Record extracts section start
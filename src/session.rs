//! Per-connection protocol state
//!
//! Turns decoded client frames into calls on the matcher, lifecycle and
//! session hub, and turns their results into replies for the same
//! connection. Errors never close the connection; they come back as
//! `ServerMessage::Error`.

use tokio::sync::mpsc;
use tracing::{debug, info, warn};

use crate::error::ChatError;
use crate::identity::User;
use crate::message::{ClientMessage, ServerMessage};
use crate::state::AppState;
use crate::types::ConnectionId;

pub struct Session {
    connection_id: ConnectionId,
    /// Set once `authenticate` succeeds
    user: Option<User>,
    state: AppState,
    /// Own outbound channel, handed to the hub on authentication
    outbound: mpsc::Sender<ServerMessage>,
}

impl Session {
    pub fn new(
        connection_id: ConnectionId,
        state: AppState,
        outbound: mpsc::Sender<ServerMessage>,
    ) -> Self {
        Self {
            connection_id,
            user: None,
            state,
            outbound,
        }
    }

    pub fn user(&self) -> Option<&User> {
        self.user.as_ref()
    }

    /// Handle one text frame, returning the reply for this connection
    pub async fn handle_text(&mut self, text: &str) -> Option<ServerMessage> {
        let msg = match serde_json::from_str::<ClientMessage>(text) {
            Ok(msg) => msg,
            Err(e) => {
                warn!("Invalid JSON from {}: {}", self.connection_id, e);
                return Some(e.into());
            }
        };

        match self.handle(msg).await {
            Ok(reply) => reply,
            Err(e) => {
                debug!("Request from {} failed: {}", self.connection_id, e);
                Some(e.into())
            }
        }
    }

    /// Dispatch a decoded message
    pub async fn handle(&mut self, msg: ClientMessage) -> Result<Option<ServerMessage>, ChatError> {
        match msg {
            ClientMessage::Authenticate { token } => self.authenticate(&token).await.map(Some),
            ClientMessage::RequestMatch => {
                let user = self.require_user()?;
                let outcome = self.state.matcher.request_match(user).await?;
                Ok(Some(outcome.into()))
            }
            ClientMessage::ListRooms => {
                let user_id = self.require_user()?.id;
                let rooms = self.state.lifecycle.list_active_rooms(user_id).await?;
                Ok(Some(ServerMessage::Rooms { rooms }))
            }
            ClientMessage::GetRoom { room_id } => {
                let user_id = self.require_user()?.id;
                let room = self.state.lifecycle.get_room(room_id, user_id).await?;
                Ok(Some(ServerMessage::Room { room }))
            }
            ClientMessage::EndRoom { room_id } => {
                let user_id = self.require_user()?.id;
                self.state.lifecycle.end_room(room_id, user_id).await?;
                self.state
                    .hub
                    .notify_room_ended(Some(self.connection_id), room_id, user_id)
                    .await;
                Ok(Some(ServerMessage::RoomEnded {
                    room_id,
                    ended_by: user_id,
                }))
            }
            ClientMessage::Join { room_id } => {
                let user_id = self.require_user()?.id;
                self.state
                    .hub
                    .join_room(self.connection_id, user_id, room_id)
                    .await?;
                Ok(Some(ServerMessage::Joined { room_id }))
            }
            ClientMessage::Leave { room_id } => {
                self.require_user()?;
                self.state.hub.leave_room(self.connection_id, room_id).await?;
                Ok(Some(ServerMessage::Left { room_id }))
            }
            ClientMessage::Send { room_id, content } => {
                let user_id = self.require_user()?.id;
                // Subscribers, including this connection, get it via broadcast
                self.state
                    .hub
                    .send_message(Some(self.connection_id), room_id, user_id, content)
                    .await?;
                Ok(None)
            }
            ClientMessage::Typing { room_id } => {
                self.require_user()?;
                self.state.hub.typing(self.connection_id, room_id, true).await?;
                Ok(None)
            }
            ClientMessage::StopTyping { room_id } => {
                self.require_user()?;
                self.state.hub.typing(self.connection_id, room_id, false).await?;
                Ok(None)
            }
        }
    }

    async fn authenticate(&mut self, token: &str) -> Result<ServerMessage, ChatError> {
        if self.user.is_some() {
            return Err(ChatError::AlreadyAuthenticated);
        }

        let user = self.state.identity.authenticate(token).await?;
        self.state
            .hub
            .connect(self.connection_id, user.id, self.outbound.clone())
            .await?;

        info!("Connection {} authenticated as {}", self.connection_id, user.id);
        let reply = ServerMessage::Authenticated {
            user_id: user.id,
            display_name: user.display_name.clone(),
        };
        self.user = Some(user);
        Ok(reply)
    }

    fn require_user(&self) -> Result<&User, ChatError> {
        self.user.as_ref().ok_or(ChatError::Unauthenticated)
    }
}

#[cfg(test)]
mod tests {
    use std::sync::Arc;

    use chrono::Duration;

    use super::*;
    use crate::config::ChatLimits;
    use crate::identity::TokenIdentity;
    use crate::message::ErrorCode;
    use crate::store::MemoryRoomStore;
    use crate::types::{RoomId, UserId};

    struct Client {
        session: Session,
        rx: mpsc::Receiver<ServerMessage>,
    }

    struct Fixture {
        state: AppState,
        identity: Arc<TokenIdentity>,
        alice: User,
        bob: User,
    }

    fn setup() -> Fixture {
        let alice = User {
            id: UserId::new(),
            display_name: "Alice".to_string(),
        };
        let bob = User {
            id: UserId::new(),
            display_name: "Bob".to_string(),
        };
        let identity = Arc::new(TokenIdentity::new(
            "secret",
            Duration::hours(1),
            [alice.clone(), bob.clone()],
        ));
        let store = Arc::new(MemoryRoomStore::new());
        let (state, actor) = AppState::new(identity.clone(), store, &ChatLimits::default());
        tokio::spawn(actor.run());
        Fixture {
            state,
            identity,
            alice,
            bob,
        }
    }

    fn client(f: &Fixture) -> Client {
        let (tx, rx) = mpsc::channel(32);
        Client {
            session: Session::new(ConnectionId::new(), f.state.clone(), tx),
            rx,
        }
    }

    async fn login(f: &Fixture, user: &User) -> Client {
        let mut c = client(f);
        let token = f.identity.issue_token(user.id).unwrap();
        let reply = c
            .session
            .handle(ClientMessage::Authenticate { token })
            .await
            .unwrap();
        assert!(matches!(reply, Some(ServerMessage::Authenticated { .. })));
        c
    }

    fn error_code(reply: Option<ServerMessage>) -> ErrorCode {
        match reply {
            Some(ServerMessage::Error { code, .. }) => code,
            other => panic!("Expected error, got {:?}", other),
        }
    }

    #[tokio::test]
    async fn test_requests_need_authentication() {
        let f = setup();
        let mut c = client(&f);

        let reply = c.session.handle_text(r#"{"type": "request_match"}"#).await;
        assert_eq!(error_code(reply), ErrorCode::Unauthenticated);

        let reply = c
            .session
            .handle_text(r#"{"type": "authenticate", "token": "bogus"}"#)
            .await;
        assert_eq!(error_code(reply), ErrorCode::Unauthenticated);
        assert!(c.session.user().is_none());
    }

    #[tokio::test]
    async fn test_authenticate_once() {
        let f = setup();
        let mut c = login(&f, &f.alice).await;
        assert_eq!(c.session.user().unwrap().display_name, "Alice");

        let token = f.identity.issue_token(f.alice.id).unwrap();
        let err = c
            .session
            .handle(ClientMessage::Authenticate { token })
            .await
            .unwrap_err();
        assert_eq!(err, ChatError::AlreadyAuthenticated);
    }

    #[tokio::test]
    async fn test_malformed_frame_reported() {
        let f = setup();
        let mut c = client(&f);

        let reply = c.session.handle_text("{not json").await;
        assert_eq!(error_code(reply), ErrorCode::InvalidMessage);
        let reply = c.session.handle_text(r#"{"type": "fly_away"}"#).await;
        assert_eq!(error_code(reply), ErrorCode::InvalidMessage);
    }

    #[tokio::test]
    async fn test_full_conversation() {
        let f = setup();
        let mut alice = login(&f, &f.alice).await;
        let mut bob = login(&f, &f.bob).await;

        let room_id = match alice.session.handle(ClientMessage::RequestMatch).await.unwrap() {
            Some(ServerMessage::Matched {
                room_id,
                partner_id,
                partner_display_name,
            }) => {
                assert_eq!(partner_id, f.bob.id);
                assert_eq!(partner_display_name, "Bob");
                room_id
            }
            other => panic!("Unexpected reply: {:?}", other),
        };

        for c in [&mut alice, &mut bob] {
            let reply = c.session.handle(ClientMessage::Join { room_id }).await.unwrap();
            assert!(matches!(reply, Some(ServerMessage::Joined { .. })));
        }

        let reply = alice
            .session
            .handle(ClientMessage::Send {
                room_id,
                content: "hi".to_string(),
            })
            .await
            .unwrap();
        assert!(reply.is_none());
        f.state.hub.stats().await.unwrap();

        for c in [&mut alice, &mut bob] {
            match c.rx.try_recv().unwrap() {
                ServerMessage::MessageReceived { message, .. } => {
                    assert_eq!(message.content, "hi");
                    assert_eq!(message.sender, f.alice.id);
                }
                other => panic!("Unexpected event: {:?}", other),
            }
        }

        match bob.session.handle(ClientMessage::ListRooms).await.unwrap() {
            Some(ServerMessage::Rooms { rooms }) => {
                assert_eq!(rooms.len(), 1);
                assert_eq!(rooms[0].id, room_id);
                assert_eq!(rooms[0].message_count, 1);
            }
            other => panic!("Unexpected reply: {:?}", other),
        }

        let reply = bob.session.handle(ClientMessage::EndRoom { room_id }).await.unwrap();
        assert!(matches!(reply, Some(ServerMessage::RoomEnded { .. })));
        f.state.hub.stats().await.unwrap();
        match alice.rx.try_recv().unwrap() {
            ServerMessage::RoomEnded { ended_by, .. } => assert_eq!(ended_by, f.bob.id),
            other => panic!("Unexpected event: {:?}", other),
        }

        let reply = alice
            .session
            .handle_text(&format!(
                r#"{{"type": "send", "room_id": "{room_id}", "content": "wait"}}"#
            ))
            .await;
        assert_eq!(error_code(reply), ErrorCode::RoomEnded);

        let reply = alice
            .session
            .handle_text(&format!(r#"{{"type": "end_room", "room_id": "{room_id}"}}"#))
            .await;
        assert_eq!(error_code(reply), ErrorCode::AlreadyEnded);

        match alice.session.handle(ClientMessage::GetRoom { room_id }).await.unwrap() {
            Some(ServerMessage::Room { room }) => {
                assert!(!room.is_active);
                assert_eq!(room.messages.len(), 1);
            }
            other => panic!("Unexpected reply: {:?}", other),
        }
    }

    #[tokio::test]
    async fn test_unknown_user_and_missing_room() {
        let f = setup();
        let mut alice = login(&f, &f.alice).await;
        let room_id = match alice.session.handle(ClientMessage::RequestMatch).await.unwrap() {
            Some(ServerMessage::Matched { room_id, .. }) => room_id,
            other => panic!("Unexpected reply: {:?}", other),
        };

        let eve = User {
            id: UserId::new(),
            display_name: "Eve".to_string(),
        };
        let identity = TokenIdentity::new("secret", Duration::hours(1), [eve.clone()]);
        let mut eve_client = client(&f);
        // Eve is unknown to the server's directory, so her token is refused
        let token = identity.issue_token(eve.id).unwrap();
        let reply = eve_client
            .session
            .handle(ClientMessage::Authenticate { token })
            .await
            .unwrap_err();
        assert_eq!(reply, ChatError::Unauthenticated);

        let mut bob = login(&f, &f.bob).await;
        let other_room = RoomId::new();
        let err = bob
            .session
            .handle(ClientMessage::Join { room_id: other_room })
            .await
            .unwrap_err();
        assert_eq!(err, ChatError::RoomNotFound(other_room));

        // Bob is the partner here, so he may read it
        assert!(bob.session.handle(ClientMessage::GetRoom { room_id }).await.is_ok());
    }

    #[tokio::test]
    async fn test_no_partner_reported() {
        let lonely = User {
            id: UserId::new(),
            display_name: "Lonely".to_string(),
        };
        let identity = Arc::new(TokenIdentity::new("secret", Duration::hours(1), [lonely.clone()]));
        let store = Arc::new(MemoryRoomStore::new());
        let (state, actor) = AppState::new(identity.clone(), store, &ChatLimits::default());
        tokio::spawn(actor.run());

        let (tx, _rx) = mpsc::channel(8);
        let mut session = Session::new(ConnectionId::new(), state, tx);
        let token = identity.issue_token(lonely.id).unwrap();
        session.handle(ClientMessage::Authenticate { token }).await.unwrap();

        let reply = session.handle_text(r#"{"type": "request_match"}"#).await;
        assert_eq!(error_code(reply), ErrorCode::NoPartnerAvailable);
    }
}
Record extracts section end
_Exercise goal_
Set down exactly the lines above that run from the start of the listing to the line with "use tokio::sync::mpsc;". Leave out every later line.

_Response_
filename src/session.rs
//! Per-connection protocol state
//!
//! Turns decoded client frames into calls on the matcher, lifecycle and
//! session hub, and turns their results into replies for the same
//! connection. Errors never close the connection; they come back as
//! `ServerMessage::Error`.

use tokio::sync::mpsc;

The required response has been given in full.